Nos place de forma especial lo que casi constantemente se quiere en el texto: que toda la Iglesia sea misionera; que también los fieles, en lo posible, sean misioneros en espíritu y en obras. Los que están dotados con la riqueza del don inefable de la fe, los que están iluminados por el esplendor del Evangelio, los que forman parte del sacerdocio real del pueblo santo de Dios, den continuamente gracias al Altísimo por don tan inmenso, y ofrezcan oraciones, prácticas piadosas y aportaciones materiales como generosa ayuda y sostén de los heraldos del Evangelio. Dado que no hay nada más saludable para los hombres ni más eficaz para la gloria de Dios que el esfuerzo animoso en pro de la difusión de la fe, los que se dedican al apostolado misionero —el más excelente entre todos por su importancia y eficacia—, comprométanse con nobles esfuerzos a difundir un verdadero espíritu de piedad, el abandono en la Providencia y la confianza en la misericordia de Dios. Tu bienhechor quiere que seas generoso, y quien te colma de dones quiere que tú poseas y distribuyas, diciendo: “Dad y se os dará” (San León Magno).

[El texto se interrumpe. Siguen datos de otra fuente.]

//! Flat-file persistence for the feature table and its derived partitions.
//!
//! The feature table is one CSV row per `LakeRecord`. Partition files carry
//! the identity columns followed by the feature columns and no label column;
//! an empty cell is a missing value.

use serde::de::DeserializeOwned;
use serde::Serialize;
use std::path::Path;

use crate::error::{GlofError, Result};
use crate::models::{LakeRecord, RecordKey, FEATURE_COLUMNS, IDENTITY_COLUMNS};

/// Write any serde-serialisable rows to a CSV file with headers
pub fn write_csv<T: Serialize, P: AsRef<Path>>(path: P, rows: &[T]) -> Result<()> {
    let mut writer = csv::Writer::from_path(path.as_ref())?;
    for row in rows {
        writer.serialize(row)?;
    }
    writer.flush()?;
    Ok(())
}

/// Read CSV rows into serde-deserialisable values
pub fn read_csv<T: DeserializeOwned, P: AsRef<Path>>(path: P) -> Result<Vec<T>> {
    let mut reader = csv::Reader::from_path(path.as_ref())?;
    let mut rows = Vec::new();
    for row in reader.deserialize() {
        rows.push(row?);
    }
    Ok(rows)
}

/// Write the feature table
pub fn write_records<P: AsRef<Path>>(path: P, records: &[LakeRecord]) -> Result<()> {
    write_csv(path, records)
}

/// Read and validate the feature table
pub fn read_records<P: AsRef<Path>>(path: P) -> Result<Vec<LakeRecord>> {
    let records: Vec<LakeRecord> = read_csv(path)?;
    for record in &records {
        record.validate()?;
    }
    Ok(records)
}

/// Split labelled records into (positive, negative).
///
/// Fails while any record is flagged for review or unlabelled.
pub fn partition_by_label(records: &[LakeRecord]) -> Result<(Vec<LakeRecord>, Vec<LakeRecord>)> {
    let pending = records.iter().filter(|r| r.needs_review || r.glof.is_none()).count();
    if pending > 0 {
        return Err(GlofError::PendingReview { count: pending });
    }
    Ok(records.iter().cloned().partition(|r| r.glof == Some(1)))
}

/// Numeric view of records: identity keys plus a feature matrix with gaps
#[derive(Debug, Clone, PartialEq)]
pub struct FeatureMatrix {
    pub keys: Vec<RecordKey>,
    pub columns: Vec<String>,
    pub values: Vec<Vec<Option<f64>>>,
}

impl FeatureMatrix {
    /// Build the matrix over all feature columns
    pub fn from_records(records: &[LakeRecord]) -> Self {
        let columns: Vec<String> = FEATURE_COLUMNS.iter().map(|c| c.to_string()).collect();
        let values = records
            .iter()
            .map(|r| FEATURE_COLUMNS.iter().map(|c| r.feature(c)).collect())
            .collect();
        Self { keys: records.iter().map(LakeRecord::key).collect(), columns, values }
    }

    pub fn n_rows(&self) -> usize {
        self.values.len()
    }

    pub fn n_cols(&self) -> usize {
        self.columns.len()
    }

    pub fn missing_count(&self) -> usize {
        self.values.iter().flatten().filter(|v| v.is_none()).count()
    }

    pub fn column_index(&self, name: &str) -> Option<usize> {
        self.columns.iter().position(|c| c == name)
    }

    /// Rows as dense vectors; `None` if any cell is missing
    pub fn dense_rows(&self) -> Option<Vec<Vec<f64>>> {
        self.values.iter().map(|row| row.iter().copied().collect::<Option<Vec<f64>>>()).collect()
    }

    /// Copy values into the matching records, filling only missing fields.
    ///
    /// Returns the number of cells filled.
    pub fn apply_to_records(&self, records: &mut [LakeRecord]) -> Result<usize> {
        let mut filled = 0;
        for (key, row) in self.keys.iter().zip(&self.values) {
            let Some(record) = records.iter_mut().find(|r| key.matches(&r.lake_id, r.year)) else {
                return Err(GlofError::InvalidRecord {
                    lake_id: key.lake_id.clone(),
                    year: key.year,
                    reason: "no matching record in the feature table".to_string(),
                });
            };
            for (column, value) in self.columns.iter().zip(row) {
                if let Some(value) = value {
                    if record.fill_missing(column, *value)? {
                        filled += 1;
                    }
                }
            }
        }
        Ok(filled)
    }

    /// Write as a partition file (identity columns + features, no label)
    pub fn write_partition<P: AsRef<Path>>(&self, path: P) -> Result<()> {
        let mut writer = csv::Writer::from_path(path.as_ref())?;
        let header: Vec<&str> =
            IDENTITY_COLUMNS.iter().copied().chain(self.columns.iter().map(String::as_str)).collect();
        writer.write_record(&header)?;

        for (key, row) in self.keys.iter().zip(&self.values) {
            let mut fields = vec![
                key.lake_id.clone(),
                key.latitude.to_string(),
                key.longitude.to_string(),
                key.year.to_string(),
            ];
            fields.extend(row.iter().map(|v| v.map(|v| v.to_string()).unwrap_or_default()));
            writer.write_record(&fields)?;
        }
        writer.flush()?;
        Ok(())
    }

    /// Read a partition file written by [`FeatureMatrix::write_partition`]
    pub fn read_partition<P: AsRef<Path>>(path: P) -> Result<Self> {
        let path = path.as_ref();
        let mut reader = csv::Reader::from_path(path)?;
        let headers = reader.headers()?.clone();

        let malformed = |reason: String| GlofError::Serialization(format!(
            "{}: {}",
            path.display(),
            reason
        ));

        for (i, expected) in IDENTITY_COLUMNS.iter().enumerate() {
            if headers.get(i) != Some(*expected) {
                return Err(malformed(format!("expected column {} to be '{}'", i, expected)));
            }
        }
        let columns: Vec<String> =
            headers.iter().skip(IDENTITY_COLUMNS.len()).map(str::to_string).collect();

        let parse_f64 = |field: &str, name: &str| -> Result<f64> {
            field.trim().parse::<f64>().map_err(|_| malformed(format!("invalid {} '{}'", name, field)))
        };

        let mut keys = Vec::new();
        let mut values = Vec::new();
        for record in reader.records() {
            let record = record?;
            let field = |i: usize| record.get(i).unwrap_or("");
            let year = field(3)
                .trim()
                .parse::<i32>()
                .map_err(|_| malformed(format!("invalid Year_final '{}'", field(3))))?;
            keys.push(RecordKey {
                lake_id: field(0).to_string(),
                latitude: parse_f64(field(1), "Latitude")?,
                longitude: parse_f64(field(2), "Longitude")?,
                year,
            });

            let mut row = Vec::with_capacity(columns.len());
            for (j, name) in columns.iter().enumerate() {
                let raw = field(IDENTITY_COLUMNS.len() + j);
                row.push(if raw.trim().is_empty() { None } else { Some(parse_f64(raw, name)?) });
            }
            values.push(row);
        }

        Ok(Self { keys, columns, values })
    }
}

Sin embargo, el campo evangélico, aún cultivado diligentemente, sólo produce frutos con feliz fecundidad, si es regado por la gracia de Dios. Por ello, suban hasta Dios oraciones más fervientes por los misioneros, corroboradas con limosnas y obras buenas: “¡Oh, Dios, que quieres que todos los hombres se salven y lleguen al conocimiento de la verdad, envía, te lo pedimos, obreros a tu mies y concédeles poder expresar tu palabra, para que se difunda y sea comprendida y todos te conozcan a Ti, único Dios verdadero, y a Aquél a quien has enviado, tu Hijo Jesucristo, nuestro Señor” (Colecta de la misa de la Propagación de la Fe).

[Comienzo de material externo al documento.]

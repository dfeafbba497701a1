//! The persisted, selected classifier.

use chrono::{DateTime, Utc};
use ndarray::ArrayView1;
use serde::{Deserialize, Serialize};
use std::fs;
use std::path::Path;

use glof_core::error::{GlofError, Result};
use glof_core::models::{ModelKind, SelectionMetric, FEATURE_COLUMNS};

use crate::classifiers::FittedModel;
use crate::trainer::ModelScore;

/// Everything needed to score lakes without retraining
#[derive(Debug, Clone, PartialEq, Serialize, Deserialize)]
pub struct ModelArtifact {
    pub kind: ModelKind,
    pub selection_metric: SelectionMetric,
    /// Input order of the model
    pub feature_columns: Vec<String>,
    pub model: FittedModel,
    /// Held-out scores of every compared model
    pub scores: Vec<ModelScore>,
    pub train_rows: usize,
    pub test_rows: usize,
    pub seed: u64,
    pub trained_at: DateTime<Utc>,
}

impl ModelArtifact {
    pub fn save<P: AsRef<Path>>(&self, path: P) -> Result<()> {
        let json = serde_json::to_string_pretty(self)?;
        fs::write(path, json)?;
        Ok(())
    }

    pub fn load<P: AsRef<Path>>(path: P) -> Result<Self> {
        let path = path.as_ref();
        let content = fs::read_to_string(path)?;
        let artifact: ModelArtifact = serde_json::from_str(&content).map_err(|e| GlofError::ModelArtifact {
            reason: format!("{}: {}", path.display(), e),
        })?;
        artifact.validate()?;
        Ok(artifact)
    }

    /// Check internal consistency and that every column is a known feature
    pub fn validate(&self) -> Result<()> {
        if self.model.kind() != self.kind {
            return Err(GlofError::ModelArtifact {
                reason: format!("artifact declares {} but holds {}", self.kind, self.model.kind()),
            });
        }
        if self.feature_columns.is_empty() {
            return Err(GlofError::ModelArtifact { reason: "no feature columns".to_string() });
        }
        if let Some(unknown) = self.feature_columns.iter().find(|c| !FEATURE_COLUMNS.contains(&c.as_str())) {
            return Err(GlofError::ModelArtifact {
                reason: format!("unknown feature column '{}'", unknown),
            });
        }
        self.model.check_features(self.feature_columns.len())
    }

    /// Score of the selected model on the held-out split
    pub fn selected_score(&self) -> Option<&ModelScore> {
        self.scores.iter().find(|s| s.kind == self.kind)
    }

    /// Risk for a row laid out in `feature_columns` order
    pub fn predict(&self, row: ArrayView1<f64>) -> Result<f64> {
        if row.len() != self.feature_columns.len() {
            return Err(GlofError::ModelArtifact {
                reason: format!("expected {} features, got {}", self.feature_columns.len(), row.len()),
            });
        }
        Ok(self.model.predict_proba(row))
    }
}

Antes de concluir nuestro breve discurso, con ánimo paternal queremos saludar especialmente a los padres del Concilio Ecuménico que trabajan por el reino de Cristo en los territorios de misión; también vuela, nuestro pensamiento, con toda clase de buenos augurios a los sacerdotes, a los auxiliares misioneros de ambos sexos, a los catequistas, a cuantos colaboran con los misioneros, a quienes ofrecen a las misiones ayuda concreta y favorecen las iniciativas misioneras.

Confirme estos votos la bendición apostólica que para todos vosotros impartimos con paternal afecto.